**Task**
Please go through the listing below and count the lines where the string "observation" appears. Answer with the number only.

------ Provided records ------

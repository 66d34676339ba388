//! Single-line rendering of weather reports.

use crate::config::DisplayConfig;
use crate::datetime::{format_utc_datetime, DEFAULT_TIME_FORMAT};
use crate::weather::types::Report;

/// Renders a [`Report`] as `"<condition>, <t>°C (as of <time>) — <link>"`.
///
/// Optional parts are left out when the report does not carry them.
#[derive(Debug, Clone)]
pub struct ReportFormatter {
    timezone: String,
    time_format: String,
}

impl Default for ReportFormatter {
    fn default() -> Self {
        Self {
            timezone: "UTC".to_string(),
            time_format: DEFAULT_TIME_FORMAT.to_string(),
        }
    }
}

impl ReportFormatter {
    /// Create a formatter that shows observation times in `timezone`.
    pub fn new(timezone: impl Into<String>, time_format: impl Into<String>) -> Self {
        Self {
            timezone: timezone.into(),
            time_format: time_format.into(),
        }
    }

    /// Create a formatter from the display section of the configuration.
    pub fn from_config(config: &DisplayConfig) -> Self {
        Self::new(&config.timezone, &config.time_format)
    }

    /// Format a report.
    pub fn format(&self, report: &Report) -> String {
        let mut line = report.condition.clone();

        if let Some(celsius) = report.temperature_celsius {
            // Avoid printing "-0.0°C".
            let celsius = if celsius == 0.0 { 0.0 } else { celsius };
            line.push_str(&format!(", {celsius:.1}°C"));
        }

        if let Some(observed_at) = &report.observed_at {
            let when = format_utc_datetime(observed_at, &self.timezone, &self.time_format);
            line.push_str(&format!(" (as of {when})"));
        }

        format!("{line} — {}", report.source_link)
    }
}
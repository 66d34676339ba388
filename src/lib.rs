//! ecweather - Environment Canada city weather feeds
//!
//! Fetches a region's weather feed, parses the current conditions and renders
//! them as a single line of text.

pub mod config;
pub mod datetime;
pub mod error;
pub mod logging;
pub mod weather;

pub use config::{Config, SourceConfig};
pub use error::{Result, WeatherError};
pub use weather::{
    FeedFetcher, FeedParser, PollOutcome, RawFeed, Report, ReportFormatter, WeatherPoller,
    WeatherSource,
};
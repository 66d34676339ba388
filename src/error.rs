//! Error types for ecweather.

use thiserror::Error;

/// Common error type for ecweather.
#[derive(Error, Debug)]
pub enum WeatherError {
    /// A weather source or configuration value is invalid.
    #[error("invalid configuration: {0}")]
    InvalidConfig(String),

    /// The connection to the feed server failed.
    #[error("network error: {0}")]
    Network(String),

    /// The request did not complete before its deadline.
    #[error("request timed out: {0}")]
    Timeout(String),

    /// The feed server answered with a non-2xx status.
    #[error("HTTP status error: {code}")]
    HttpStatus { code: u16 },

    /// The feed body is not well-formed XML.
    #[error("malformed feed: {0}")]
    MalformedFeed(String),

    /// The feed parsed but carries no item or entry.
    #[error("feed contains no entries")]
    EmptyFeed,

    /// The feed body exceeds the configured size limit.
    #[error("feed too large: {size} bytes (max {max} bytes)")]
    FeedTooLarge { size: u64, max: u64 },

    /// I/O error.
    #[error("I/O error: {0}")]
    Io(#[from] std::io::Error),
}

/// Result type alias for ecweather operations.
pub type Result<T> = std::result::Result<T, WeatherError>;
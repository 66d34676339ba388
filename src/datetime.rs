//! Date/time utilities for ecweather.

use chrono::{DateTime, Utc};
use chrono_tz::Tz;

/// Default display format for observation times.
pub const DEFAULT_TIME_FORMAT: &str = "%Y-%m-%d %H:%M %Z";

/// Parse a feed timestamp.
///
/// RSS `pubDate` uses RFC 2822, Atom `updated`/`published` and `dc:date`
/// use RFC 3339. Returns `None` for anything else.
pub fn parse_feed_timestamp(value: &str) -> Option<DateTime<Utc>> {
    let value = value.trim();
    if value.is_empty() {
        return None;
    }

    if let Ok(dt) = DateTime::parse_from_rfc3339(value) {
        return Some(dt.with_timezone(&Utc));
    }

    DateTime::parse_from_rfc2822(value)
        .ok()
        .map(|dt| dt.with_timezone(&Utc))
}

/// Check whether a timezone name is known.
pub fn is_valid_timezone(timezone: &str) -> bool {
    timezone.parse::<Tz>().is_ok()
}

/// Format a DateTime<Utc> in the specified timezone.
///
/// # Arguments
///
/// * `dt` - DateTime in UTC
/// * `timezone` - Timezone name (e.g., "America/Toronto", "UTC")
/// * `format` - Output format string (e.g., "%Y-%m-%d %H:%M")
///
/// Falls back to UTC when the timezone name is unknown.
pub fn format_utc_datetime(dt: &DateTime<Utc>, timezone: &str, format: &str) -> String {
    let tz: Tz = match timezone.parse() {
        Ok(tz) => tz,
        Err(_) => return dt.format(format).to_string(),
    };
    dt.with_timezone(&tz).format(format).to_string()
}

------

**Exercise output**
2